About this exercise
Stop after the line that contains "registry. Construct one"; until then, restate each line of the entries word for word from the very first.

┌─ Records for this exercise

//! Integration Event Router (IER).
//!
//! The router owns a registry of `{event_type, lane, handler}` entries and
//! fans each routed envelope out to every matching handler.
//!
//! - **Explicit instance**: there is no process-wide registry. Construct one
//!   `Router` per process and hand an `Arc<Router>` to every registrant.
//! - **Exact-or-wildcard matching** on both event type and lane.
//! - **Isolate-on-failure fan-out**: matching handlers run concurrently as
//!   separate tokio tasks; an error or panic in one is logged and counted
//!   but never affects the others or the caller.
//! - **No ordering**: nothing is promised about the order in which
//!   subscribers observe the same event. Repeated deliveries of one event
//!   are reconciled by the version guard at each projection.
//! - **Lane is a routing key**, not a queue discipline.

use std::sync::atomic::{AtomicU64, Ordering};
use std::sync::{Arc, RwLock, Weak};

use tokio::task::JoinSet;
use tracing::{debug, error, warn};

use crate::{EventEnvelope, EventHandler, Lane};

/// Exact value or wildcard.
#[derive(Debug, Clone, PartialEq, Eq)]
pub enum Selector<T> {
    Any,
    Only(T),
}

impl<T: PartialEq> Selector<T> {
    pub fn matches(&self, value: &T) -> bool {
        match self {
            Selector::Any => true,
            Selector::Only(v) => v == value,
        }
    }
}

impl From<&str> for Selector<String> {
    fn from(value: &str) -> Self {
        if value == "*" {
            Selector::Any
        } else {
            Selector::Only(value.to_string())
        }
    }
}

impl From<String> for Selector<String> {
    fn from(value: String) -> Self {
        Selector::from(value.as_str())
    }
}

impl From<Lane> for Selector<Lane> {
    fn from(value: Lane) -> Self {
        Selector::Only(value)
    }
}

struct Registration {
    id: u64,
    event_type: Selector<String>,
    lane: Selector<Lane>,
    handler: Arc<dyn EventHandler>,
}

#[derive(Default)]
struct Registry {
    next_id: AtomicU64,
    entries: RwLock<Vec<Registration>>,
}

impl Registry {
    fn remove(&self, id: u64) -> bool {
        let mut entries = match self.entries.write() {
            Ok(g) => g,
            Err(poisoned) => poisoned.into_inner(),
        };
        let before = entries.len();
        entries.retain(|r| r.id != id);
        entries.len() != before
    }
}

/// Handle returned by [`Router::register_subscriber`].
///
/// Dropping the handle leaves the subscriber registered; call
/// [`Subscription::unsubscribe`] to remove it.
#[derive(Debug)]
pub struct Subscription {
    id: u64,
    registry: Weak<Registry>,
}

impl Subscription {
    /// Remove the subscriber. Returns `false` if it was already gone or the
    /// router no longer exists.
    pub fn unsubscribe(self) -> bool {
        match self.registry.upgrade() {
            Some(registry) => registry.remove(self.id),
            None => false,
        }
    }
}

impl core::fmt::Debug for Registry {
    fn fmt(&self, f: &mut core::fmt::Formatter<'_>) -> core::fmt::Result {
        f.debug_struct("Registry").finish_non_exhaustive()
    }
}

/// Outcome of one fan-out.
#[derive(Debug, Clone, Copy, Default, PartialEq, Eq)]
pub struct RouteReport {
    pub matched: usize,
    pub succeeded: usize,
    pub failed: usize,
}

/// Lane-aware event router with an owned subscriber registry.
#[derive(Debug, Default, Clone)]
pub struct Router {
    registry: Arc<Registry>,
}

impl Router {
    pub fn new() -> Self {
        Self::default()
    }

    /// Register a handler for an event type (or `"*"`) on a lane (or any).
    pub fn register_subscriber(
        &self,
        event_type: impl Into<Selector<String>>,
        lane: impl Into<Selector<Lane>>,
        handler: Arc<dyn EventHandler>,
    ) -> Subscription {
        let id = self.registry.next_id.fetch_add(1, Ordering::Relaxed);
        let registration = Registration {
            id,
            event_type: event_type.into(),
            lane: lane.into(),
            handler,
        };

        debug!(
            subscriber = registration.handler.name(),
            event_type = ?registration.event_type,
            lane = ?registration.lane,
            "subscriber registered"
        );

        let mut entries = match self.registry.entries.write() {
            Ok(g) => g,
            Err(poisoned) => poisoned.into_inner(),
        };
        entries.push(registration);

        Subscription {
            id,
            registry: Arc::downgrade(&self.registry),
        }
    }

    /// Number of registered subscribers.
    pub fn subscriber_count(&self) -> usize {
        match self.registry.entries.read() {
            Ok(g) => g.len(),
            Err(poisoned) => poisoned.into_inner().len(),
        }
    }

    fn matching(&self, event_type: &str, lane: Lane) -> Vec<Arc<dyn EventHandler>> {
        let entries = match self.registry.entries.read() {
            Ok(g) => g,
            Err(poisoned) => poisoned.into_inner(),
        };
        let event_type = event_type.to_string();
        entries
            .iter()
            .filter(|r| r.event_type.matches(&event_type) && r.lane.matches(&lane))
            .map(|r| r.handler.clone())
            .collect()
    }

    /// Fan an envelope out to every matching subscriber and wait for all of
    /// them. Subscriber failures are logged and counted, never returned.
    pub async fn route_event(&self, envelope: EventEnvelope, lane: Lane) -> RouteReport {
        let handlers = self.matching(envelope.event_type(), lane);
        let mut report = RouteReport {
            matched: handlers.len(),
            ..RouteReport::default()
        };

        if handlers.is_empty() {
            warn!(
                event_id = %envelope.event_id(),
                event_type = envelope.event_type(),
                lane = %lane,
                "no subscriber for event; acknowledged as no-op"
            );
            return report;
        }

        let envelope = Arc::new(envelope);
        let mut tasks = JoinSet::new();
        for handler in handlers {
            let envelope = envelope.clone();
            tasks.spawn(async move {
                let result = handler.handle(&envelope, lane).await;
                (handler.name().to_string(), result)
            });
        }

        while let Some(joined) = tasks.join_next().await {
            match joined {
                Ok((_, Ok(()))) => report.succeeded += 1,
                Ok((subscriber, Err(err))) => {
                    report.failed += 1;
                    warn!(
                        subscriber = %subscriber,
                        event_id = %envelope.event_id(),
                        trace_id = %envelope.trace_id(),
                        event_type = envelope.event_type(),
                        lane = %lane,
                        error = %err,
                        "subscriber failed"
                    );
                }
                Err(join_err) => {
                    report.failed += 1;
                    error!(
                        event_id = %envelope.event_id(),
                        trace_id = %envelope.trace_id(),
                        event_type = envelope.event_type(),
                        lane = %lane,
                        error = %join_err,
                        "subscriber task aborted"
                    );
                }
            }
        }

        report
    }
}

└─

Result
//! Integration Event Router (IER).
//!
//! The router owns a registry of `{event_type, lane, handler}` entries and
//! fans each routed envelope out to every matching handler.
//!
//! - **Explicit instance**: there is no process-wide registry. Construct one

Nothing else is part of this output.